Hello everybody this is Gary from Indianapolis..

I am putting together an end grain cutting board and I am planning on running it through the thickness planer. I have read and watched many articles about the pro and cons of doing this. I am posting this question to get advice from other woodworkers about doing this. Please tell me about your experience!!

This is my pattern


----------



## EPJartisan (Nov 4, 2009)

Been no problem if your blades are sharp.. I helped a fellow woodworker get a board flat after a challenging glue up. ... keep on mind that some woods can tear a bit harder and leave furring which needs to be sanded, and it can help to tape on a sacrificial board to stop the back edge from breaking. If your board is un-even double stick tape it to a sled of melamine to flatten one side first.


----------



## rrww (Aug 12, 2012)

It can be done - but I wouldn't do it. Be prepared for blowout around the edges. Stay clear of the in and out feeds.

Do you have anyone with a thickness sander that can help you.


----------



## CharlesA (Jun 24, 2013)

I assume you've seen this? http://www.thewoodwhisperer.com/articles/end-grain-through-the-planer/


----------



## rad457 (Jun 15, 2013)

Yup, they told me that with my new Laguna Shear Tech Jointer I could joint anything even end grain! Of course I had to try it, I did stand out of the line of fire, bounced of the ceiling and wall and a change of underwear was in order!


----------



## gfadvm (Jan 13, 2011)

I wouldn't do it. Too big a chance to wreck all the work you have put into that board (and maybe wreck your planer as well).

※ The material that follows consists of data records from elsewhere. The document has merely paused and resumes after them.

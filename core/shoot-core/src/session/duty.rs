//! On/off duty precondition wrapped around the automaton.
//!
//! Going off duty discards the session in progress. There is no persistence
//! of an unfinished session across a duty toggle.

use chrono::{DateTime, Utc};
use tracing::{debug, info};

use super::automaton::{Elapsed, SessionAutomaton, SessionTimestamps, Stage};
use crate::error::ActionRejection;

#[derive(Debug, Clone, Default)]
pub struct DutyGate {
    on_duty: bool,
    automaton: SessionAutomaton,
}

impl DutyGate {
    pub fn new() -> Self {
        Self::default()
    }

    pub fn is_on_duty(&self) -> bool {
        self.on_duty
    }

    pub fn stage(&self) -> Stage {
        self.automaton.stage()
    }

    pub fn timestamps(&self) -> &SessionTimestamps {
        self.automaton.timestamps()
    }

    pub fn elapsed(&self, now: DateTime<Utc>) -> Elapsed {
        self.automaton.elapsed(now)
    }

    /// Advances the session one step, if on duty.
    pub fn primary_action(&mut self, now: DateTime<Utc>) -> Result<Stage, ActionRejection> {
        if !self.on_duty {
            debug!(stage = %self.automaton.stage(), "Primary action rejected: not on duty");
            return Err(ActionRejection::NotOnDuty);
        }
        Ok(self.automaton.advance(now))
    }

    /// Jumps straight to Ended.
    ///
    /// Only selecting can end; from shooting the request is rejected, and from
    /// idle or ended there is nothing to end so the stage is returned as is.
    pub fn end_session(&mut self, now: DateTime<Utc>) -> Result<Stage, ActionRejection> {
        if !self.on_duty {
            return Err(ActionRejection::NotOnDuty);
        }
        match self.automaton.stage() {
            Stage::Shooting => {
                debug!("End request rejected while shooting");
                Err(ActionRejection::CannotEndWhileShooting)
            }
            Stage::Selecting => Ok(self.automaton.advance(now)),
            stage @ (Stage::Idle | Stage::Ended) => Ok(stage),
        }
    }

    pub fn set_on_duty(&mut self, on_duty: bool) {
        let was_on_duty = self.on_duty;
        self.on_duty = on_duty;
        if !on_duty {
            if was_on_duty && self.automaton.stage() != Stage::Idle {
                info!(
                    discarded_stage = %self.automaton.stage(),
                    "Went off duty; discarding session in progress"
                );
            }
            self.automaton.reset();
        }
    }
}

#[cfg(test)]
mod tests {
    use super::*;

    fn at(secs: i64) -> DateTime<Utc> {
        DateTime::from_timestamp(secs, 0).expect("valid timestamp")
    }

    fn gate_at_stage(steps: i64) -> DutyGate {
        let mut gate = DutyGate::new();
        gate.set_on_duty(true);
        for i in 0..steps {
            gate.primary_action(at(i * 10)).expect("on duty");
        }
        gate
    }

    #[test]
    fn starts_off_duty_and_idle() {
        let gate = DutyGate::new();
        assert!(!gate.is_on_duty());
        assert_eq!(gate.stage(), Stage::Idle);
    }

    #[test]
    fn off_duty_action_is_rejected_without_mutation() {
        for steps in 0..4 {
            let mut gate = gate_at_stage(steps);
            gate.on_duty = false;
            let stage = gate.stage();
            let timestamps = *gate.timestamps();

            assert_eq!(
                gate.primary_action(at(500)),
                Err(ActionRejection::NotOnDuty)
            );
            assert_eq!(gate.stage(), stage);
            assert_eq!(*gate.timestamps(), timestamps);
        }
    }

    #[test]
    fn on_duty_action_advances() {
        let mut gate = gate_at_stage(0);
        assert_eq!(gate.primary_action(at(0)), Ok(Stage::Shooting));
        assert_eq!(gate.primary_action(at(30)), Ok(Stage::Selecting));
        assert_eq!(gate.elapsed(at(50)).total.as_secs(), 50);
    }

    #[test]
    fn going_off_duty_always_resets() {
        for steps in 0..4 {
            let mut gate = gate_at_stage(steps);
            gate.set_on_duty(false);
            assert_eq!(gate.stage(), Stage::Idle);
            assert_eq!(*gate.timestamps(), SessionTimestamps::default());
        }
    }

    #[test]
    fn going_on_duty_keeps_state() {
        let mut gate = gate_at_stage(2);
        gate.set_on_duty(true);
        assert_eq!(gate.stage(), Stage::Selecting);
    }

    #[test]
    fn end_is_rejected_while_shooting() {
        let mut gate = gate_at_stage(1);
        let before = *gate.timestamps();
        assert_eq!(
            gate.end_session(at(100)),
            Err(ActionRejection::CannotEndWhileShooting)
        );
        assert_eq!(gate.stage(), Stage::Shooting);
        assert_eq!(*gate.timestamps(), before);
    }

    #[test]
    fn end_from_selecting_finishes_session() {
        let mut gate = gate_at_stage(2);
        assert_eq!(gate.end_session(at(90)), Ok(Stage::Ended));
        assert_eq!(gate.timestamps().ended_at, Some(at(90)));
    }

    #[test]
    fn end_from_idle_or_ended_is_noop() {
        let mut idle = gate_at_stage(0);
        assert_eq!(idle.end_session(at(5)), Ok(Stage::Idle));

        let mut ended = gate_at_stage(3);
        assert_eq!(ended.end_session(at(500)), Ok(Stage::Ended));
        assert_eq!(ended.timestamps().ended_at, Some(at(20)));
    }

    #[test]
    fn end_requires_duty() {
        let mut gate = DutyGate::new();
        assert_eq!(gate.end_session(at(0)), Err(ActionRejection::NotOnDuty));
    }
}
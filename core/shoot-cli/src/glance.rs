//! `shootclock glance`: an out-of-process renderer.
//!
//! Reads the region document directly and never writes to it, the same way a
//! widget extension would.

use std::path::Path;

use chrono::{DateTime, Utc};
use fs_err as fs;
use shoot_core::config::ShootConfig;
use shoot_core::storage::StorageConfig;
use shoot_core::types::GlanceSnapshotFfi;
use shoot_glance_protocol::{GlanceLine, PublishedSnapshot, RefreshPolicy, RegionDocument};
use tracing::{debug, warn};

pub fn run(
    storage: &StorageConfig,
    config: &ShootConfig,
    json: bool,
    watch: bool,
) -> Result<(), String> {
    let path = storage
        .glance_dir()
        .join(format!("{}.json", config.glance_namespace));

    loop {
        let now = Utc::now();
        let snapshot = read_snapshot(&path, now);
        if json {
            let view = GlanceSnapshotFfi::from_snapshot(&snapshot, now);
            let out = serde_json::to_string(&view)
                .map_err(|e| format!("Failed to serialize glance: {}", e))?;
            println!("{}", out);
        } else {
            println!("{}", GlanceLine::render(&snapshot, now));
        }

        if !watch {
            return Ok(());
        }

        let next = RefreshPolicy::next_refresh(&snapshot, now);
        let wait = (next - Utc::now()).to_std().unwrap_or_default();
        debug!(wait_ms = wait.as_millis() as u64, "Waiting for next glance refresh");
        std::thread::sleep(wait);
    }
}

/// Unwritten or unreadable regions render as not running.
fn read_snapshot(path: &Path, now: DateTime<Utc>) -> PublishedSnapshot {
    let bytes = match fs::read(path) {
        Ok(bytes) => bytes,
        Err(err) if err.kind() == std::io::ErrorKind::NotFound => {
            return PublishedSnapshot::not_running(now)
        }
        Err(err) => {
            warn!(error = %err, "Failed to read glance region");
            return PublishedSnapshot::not_running(now);
        }
    };

    RegionDocument::parse(&bytes)
        .map_err(|err| warn!(error = %err, "Ignoring unreadable glance region"))
        .ok()
        .and_then(|document| {
            PublishedSnapshot::from_entries(|key| document.entries.get(key).copied(), now)
        })
        .unwrap_or_else(|| PublishedSnapshot::not_running(now))
}

#[cfg(test)]
mod tests {
    use super::*;
    use shoot_glance_protocol::{RegionValue, KEY_IS_RUNNING, KEY_STARTED_AT};

    fn at(secs: i64) -> DateTime<Utc> {
        DateTime::from_timestamp(secs, 0).expect("valid timestamp")
    }

    #[test]
    fn missing_region_reads_not_running() {
        let temp = tempfile::tempdir().expect("temp dir");
        let snapshot = read_snapshot(&temp.path().join("absent.json"), at(7));
        assert_eq!(snapshot, PublishedSnapshot::not_running(at(7)));
    }

    #[test]
    fn written_region_is_decoded() {
        let temp = tempfile::tempdir().expect("temp dir");
        let path = temp.path().join("region.json");
        let mut document = RegionDocument::default();
        document
            .entries
            .insert(KEY_IS_RUNNING.to_string(), RegionValue::Bool(true));
        document
            .entries
            .insert(KEY_STARTED_AT.to_string(), RegionValue::instant(at(50)));
        std::fs::write(&path, serde_json::to_vec(&document).expect("json")).expect("write");

        let snapshot = read_snapshot(&path, at(60));
        assert!(snapshot.is_running);
        assert_eq!(snapshot.started_at, Some(at(50)));
    }

    #[test]
    fn garbage_region_reads_not_running() {
        let temp = tempfile::tempdir().expect("temp dir");
        let path = temp.path().join("region.json");
        std::fs::write(&path, "{{{").expect("write");
        assert!(!read_snapshot(&path, at(1)).is_running);
    }
}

If you don't have a drum sander, find a cabinet shop with a wide belt or drum sander and have them flatten it. Money well spent!


----------



## English (May 10, 2014)

You can have problems using a drum sander too. I had an end grain cutting board fly out of 5 hp double drum sander and bury its self into a sheet rock wall. Glue build up from the cutting board caused the drum to grab the cutting board and throw it out. I am glad I had moved around the machine. I guess I didn't scrap off enough of the squeeze out be fore sanding so be careful.


----------



## Mip (Sep 16, 2012)

I just happened to finish up my end grain cutting board today and I did not send it through the planer. All that time and effort gluing it together and I did not want to blow it up at the last minute. I do have access to a shopbot and I had help programming it to to shave a small amount off both faces, kind of like a router jig for planing wide boards. It's just not worth taking a chance with a planer.


----------



## diverlloyd (Apr 25, 2013)

Glue sacrificial wood along the all the edges. Check out mtm wood working on YouTube he puts his through the planer and drum sander. If he would put his boards through I would try it to but I hand plane so there you go. Either way it is a learning experience and at the cost of a cutting board a cheap one if things go wrong.


----------



## freddy1962 (Feb 27, 2014)

I don't think I'd do it. Planers aren't really designed for that. A lot going on there. 3 blades spinning, cross-cutting different species all together, a lot of glue… It would be interesting to watch someone else do it though.


----------



## oldnovice (Mar 7, 2009)

I would use my belt sander!
Rub some chalk on board, sand to find the high/low spots,repeat until satisfied!
Much safer for both me and the cutting board, and less chance of destroying the cutting board.


----------



## Sanding2day (May 6, 2013)

Not overly experienced but given the two I have made and sent through the planer one worked without issue and the other broke out a few squares from one corner which required a re glue. All in all I would do it again to save the time on sanding given that I do not have a thickness sander. Like Diverlloyd's suggestion given that would have prevented the issue I had with the one… Looks like it will be one pretty board you've got going


----------



## indplswoodworking (Feb 14, 2012)

Thanks to everyone that posted a comment. I read every comment and enjoyed all the various points of views and perspectives. The subject of tool vs craftsman comes up frequently in my life and this is just another example. Just so everyone is clear I just have a hobby grade thickness planer but the following update shows my experience with the project. Check it out!!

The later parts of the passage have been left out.